Auch in Belarus scheint die Sonne – ein Tag auf dem Slawjanski Basar

(Red.) Die USA, Großbritannien und die EU sind ja nach wie vor daran, Russland und seine Verbündeten nicht nur finanziell zu schädigen, sondern auch deren Ruf richtiggehend kaputtzumachen. Wer allerdings selbst hinfährt, erlebt eine ganz andere Welt: frohe und glückliche Menschen und viele wunderschöne Städte. Gerade ist Stefano di Lorenzo wieder in Belarus und erlebt eine fröhliche Stadt. (cm)

Diese Woche findet in Witebsk, einer der ältesten Städte in Belarus, zum 34. Mal der Slawjanski Basar statt, zu Deutsch „slawischer Basar“. Es handelt sich um ein Musikfestival mit Musikern, Bands und Sängern aus Belarus, Russland und vielen anderen slawischen Ländern und nicht nur.
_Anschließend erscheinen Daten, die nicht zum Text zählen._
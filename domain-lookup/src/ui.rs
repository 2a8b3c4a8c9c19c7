//! Text-mode display logic for domain-lookup CLI.
//!
//! Results go to stdout; lookup failures go to stderr so scripted callers
//! can tell them apart. Uses only the `console` crate.

use console::{pad_str, style, Alignment};
use domain_lookup_lib::{DnsLookupResult, DomainReport, WhoisResult};

const LABEL_WIDTH: usize = 14;

// ── Sections ─────────────────────────────────────────────────────────────────

fn print_section(title: &str) {
    let rule_len = 50usize.saturating_sub(title.len());
    println!(
        "{} {}",
        style(format!("── {} ", title)).yellow().bold(),
        style("─".repeat(rule_len)).yellow().dim(),
    );
}

fn print_field(label: &str, value: &str) {
    let padded = pad_str(label, LABEL_WIDTH, Alignment::Left, None);
    println!("  {}{}", style(padded).dim(), value);
}

fn print_list(label: &str, values: &[String]) {
    for (i, value) in values.iter().enumerate() {
        print_field(if i == 0 { label } else { "" }, value);
    }
}

// ── DNS ──────────────────────────────────────────────────────────────────────

/// Print one DNS lookup. Failures go to stderr.
pub fn print_dns_result(result: &DnsLookupResult) {
    match &result.error {
        None => {
            for record in &result.records {
                println!(
                    "{}  {}  {}",
                    style(&result.domain).white(),
                    style(result.record_kind).cyan(),
                    record
                );
            }
        }
        Some(err) => {
            eprintln!(
                "{} {} {}: {}",
                style("✗").red().for_stderr(),
                result.domain,
                result.record_kind,
                err
            );
        }
    }
}

fn print_dns_line(result: &DnsLookupResult) {
    let kind = pad_str(&result.record_kind.to_string(), 6, Alignment::Left, None).to_string();
    match &result.error {
        None => println!("  {}{}", style(kind).cyan(), result.records.join(", ")),
        Some(err) => println!("  {}{}", style(kind).cyan(), style(err).dim()),
    }
}

// ── WHOIS ────────────────────────────────────────────────────────────────────

/// Print one WHOIS lookup. Failures go to stderr.
pub fn print_whois_result(result: &WhoisResult, raw: bool) {
    if let Some(err) = &result.error {
        eprintln!("{} {}: {}", style("✗").red().for_stderr(), result.domain, err);
        return;
    }

    print_section(&format!("WHOIS {}", result.domain));
    print_whois_fields(result);

    if raw {
        println!();
        print_section("Raw response");
        print!("{}", result.raw_response);
    }
}

fn print_whois_fields(result: &WhoisResult) {
    let fields = &result.fields;
    let dash = || "-".to_string();

    print_field("Server", &result.server);
    print_field("Registrar", &fields.registrar.clone().unwrap_or_else(dash));
    print_field("Created", &fields.created_date.clone().unwrap_or_else(dash));
    print_field("Expires", &fields.expiry_date.clone().unwrap_or_else(dash));
    print_field("Updated", &fields.updated_date.clone().unwrap_or_else(dash));
    print_list("Name servers", &fields.name_servers);
    print_list("Status", &fields.status);
    print_list("Emails", &fields.emails);

    if fields.is_empty() {
        println!(
            "  {}",
            style("No recognised fields; use --raw to see the response").dim()
        );
    }
}

// ── Combined report ──────────────────────────────────────────────────────────

/// Print a merged DNS and WHOIS report, including any partial-failure note.
pub fn print_report(report: &DomainReport, raw: bool) {
    print_section(&format!("DNS {}", report.domain));
    for result in report.dns.values() {
        print_dns_line(result);
    }
    println!();

    match &report.whois.error {
        None => {
            print_section(&format!("WHOIS {}", report.whois.domain));
            print_whois_fields(&report.whois);
            if raw {
                println!();
                print_section("Raw response");
                print!("{}", report.whois.raw_response);
            }
        }
        Some(err) => {
            print_section(&format!("WHOIS {}", report.whois.domain));
            println!("  {}", style(err).red());
        }
    }

    if let Some(note) = &report.error {
        println!();
        println!("{} {}", style("Note:").yellow().bold(), note);
    }
}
Es ist eines der Musikereignisse des Jahres. Auch der Gott des Wetters scheint zu diesem Anlass ein Geschenk machen zu wollen, die Sonne scheint und es ist fast 30 Grad warm. Auch in Belarus ist der Sommer angekommen und es ist warm. Das mag banal klingen, aber es ist eine Feststellung, die sicherlich viele europäische Leser verblüffen dürfte, vor allem diejenigen, die höchstens alle fünf Jahre von Belarus hören, nur wenn hier Wahlen stattfinden.

In Europa kennen nur noch wenige den Slawjanski Basar. Dabei handelt es sich um eine Veranstaltung mit langer Tradition. 1965 fand in der polnischen Stadt Zielona Góra die erste Ausgabe des „Festivals des sowjetischen Liedes“ statt. Das waren andere Zeiten. Die Stadt Witebsk war damals mit Zielona Góra verschwistert, und so beschloss man 1988, das „Festival des polnischen Liedes in Witebsk“ zu veranstalten. Zu diesem Anlass wurde ein großes Sommeramphitheater mit 5.400 Plätzen gebaut. Dann nahm die Geschichte eine andere Wendung. Im Juni 1989 fanden die ersten freien Wahlen in Polen statt, die polnische kommunistische Partei verlor die Macht. Wenige Monate später fiel die Berliner Mauer, zwei Jahre später endete die Sowjetunion und Belarus wurde ein unabhängiger Staat. Und so änderte das „Festival des polnischen Liedes in Witebsk” nach nur zwei Ausgaben im Jahr 1992 sein Konzept und seinen Namen und wurde zum „Slavjanski Basar“, einer internationalen Veranstaltung, die der Musik und den Künsten aus slawischen Ländern gewidmet wurde.

Gefördert von Kulturorganisationen aus Belarus, Russland und der Ukraine, der „Slavjanski Basar“ wurde schnell zu einem der wichtigsten künstlerischen Ereignisse der ehemaligen UdSSR, an dem Delegationen aus Dutzenden von Ländern teilnahmen. Seit 1995, unter der Schirmherrschaft des belarusischen Präsidenten Alexander Lukaschenko, etablierte sich das Festival als staatliches Projekt, und der Slawjanski Basar wurde erweitert und beherbergt nun auch berühmte Popkünstler, Ausstellungen, Kino und Kunsthandwerk. 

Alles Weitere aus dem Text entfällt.